Letta menggendong Saci sambil tertawa, Anya dan Nayla bergidik ngeri. "Gila, lo?" tanya Nayla menaikkan sebelah alisnya.

"Hahaha ... heh, Nya. Lo tadi persis kayak monyet," cetus Letta terkesan mengejek.

"Maksudnya, kayak uu aa?" sindir Anya yang langsung membuat Letta kicep.

Nayla tertawa renyah, ia jadi teringat kejadian semalam. "Hahaha ... makan tu, uu aa!" ujar Nayla yang langsung mendapatkan plototan dari Letta.

"Udah, mending sekarang kita cari makan," lerai Anya sembari mengamati sekitar, barangkali ada buah atau apapun itu yang bisa di makan.

Mereka berjalan beriringan, sama-sama mencari pohon yang berbuah. Saci menghela nafas. "Letta, emangnya lo nggak capek gendong gue terus?"

Letta menggeleng sambil terus berjalan. "Lo, tenang aja. Badan gue ini udah terlatih kek tentara, jadi aman. Lagian lo nggak berat juga kok," jawabnya santai.
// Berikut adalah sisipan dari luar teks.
use std::fmt;
use std::path::PathBuf;

#[derive(Debug)]
pub enum DreError {
    ModelLoad(String),
    PsfNotFound(PathBuf),
    Cancelled,
    WorkerCrashed(usize),
    Archive(String),
    Config(String),
    Serialization(Box<bincode::error::EncodeError>),
    Deserialization(Box<bincode::error::DecodeError>),
    Json(serde_json::Error),
    Io(std::io::Error),
    Other(String),
}

impl fmt::Display for DreError {
    fn fmt(&self, f: &mut fmt::Formatter<'_>) -> fmt::Result {
        match self {
            DreError::ModelLoad(e) => write!(f, "Model load error: {}", e),
            DreError::PsfNotFound(p) => write!(f, "PSF file not found: {}", p.display()),
            DreError::Cancelled => write!(f, "Cancelled by user request"),
            DreError::WorkerCrashed(n) => write!(f, "{} worker(s) crashed", n),
            DreError::Archive(e) => write!(f, "Archive error: {}", e),
            DreError::Config(e) => write!(f, "Config error: {}", e),
            DreError::Serialization(e) => write!(f, "Serialization error: {}", e),
            DreError::Deserialization(e) => write!(f, "Deserialization error: {}", e),
            DreError::Json(e) => write!(f, "JSON error: {}", e),
            DreError::Io(e) => write!(f, "IO error: {}", e),
            DreError::Other(e) => write!(f, "Error: {}", e),
        }
    }
}

impl std::error::Error for DreError {}

impl From<bincode::error::EncodeError> for DreError {
    fn from(err: bincode::error::EncodeError) -> Self {
        DreError::Serialization(Box::new(err))
    }
}

impl From<bincode::error::DecodeError> for DreError {
    fn from(err: bincode::error::DecodeError) -> Self {
        DreError::Deserialization(Box::new(err))
    }
}

impl From<serde_json::Error> for DreError {
    fn from(err: serde_json::Error) -> Self {
        DreError::Json(err)
    }
}

impl From<std::io::Error> for DreError {
    fn from(err: std::io::Error) -> Self {
        DreError::Io(err)
    }
}

impl From<ndarray::ShapeError> for DreError {
    fn from(err: ndarray::ShapeError) -> Self {
        DreError::Other(format!("shape error: {}", err))
    }
}

impl From<String> for DreError {
    fn from(err: String) -> Self {
        DreError::Other(err)
    }
}

impl From<&str> for DreError {
    fn from(err: &str) -> Self {
        DreError::Other(err.to_string())
    }
}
Nayla tersenyum sumringah saat melihat pohon pisang di depan sana. "Woy, liat tuh ada pohon pisang," ujarnya sambil menunjuk pohon pisang yang berjarak tak jauh darinya.

Mereka menghampiri pohon pisang itu, ada beberapa buah yang sudah matang. Letta menurunkan Saci dari gendongannya, mengambil pisang itu dan membagikannya pada yang lain.

Nayla tersenyum simpul. "Lihai banget lo ngambilnya, nyet," godanya sambil melahap pisang di tangannya.

Saci tersenyum geli, perdebatan kedua nya sangat lucu. Letta mendelik tajam. "Sekali lagi lo bahas itu, gue lempar lo kandang monyet!"

"Ya nggak papa, sekalian silaturahmi sama kembaran lo yang lain," ujar Nayla sembari menaik turunkan alisnya.

"Oo, nantangin lo. Sini, biar gue lempar beneran lo," geram Letta, ia kemudian mengejar Nayla yang bersembunyi di balik badan Saci.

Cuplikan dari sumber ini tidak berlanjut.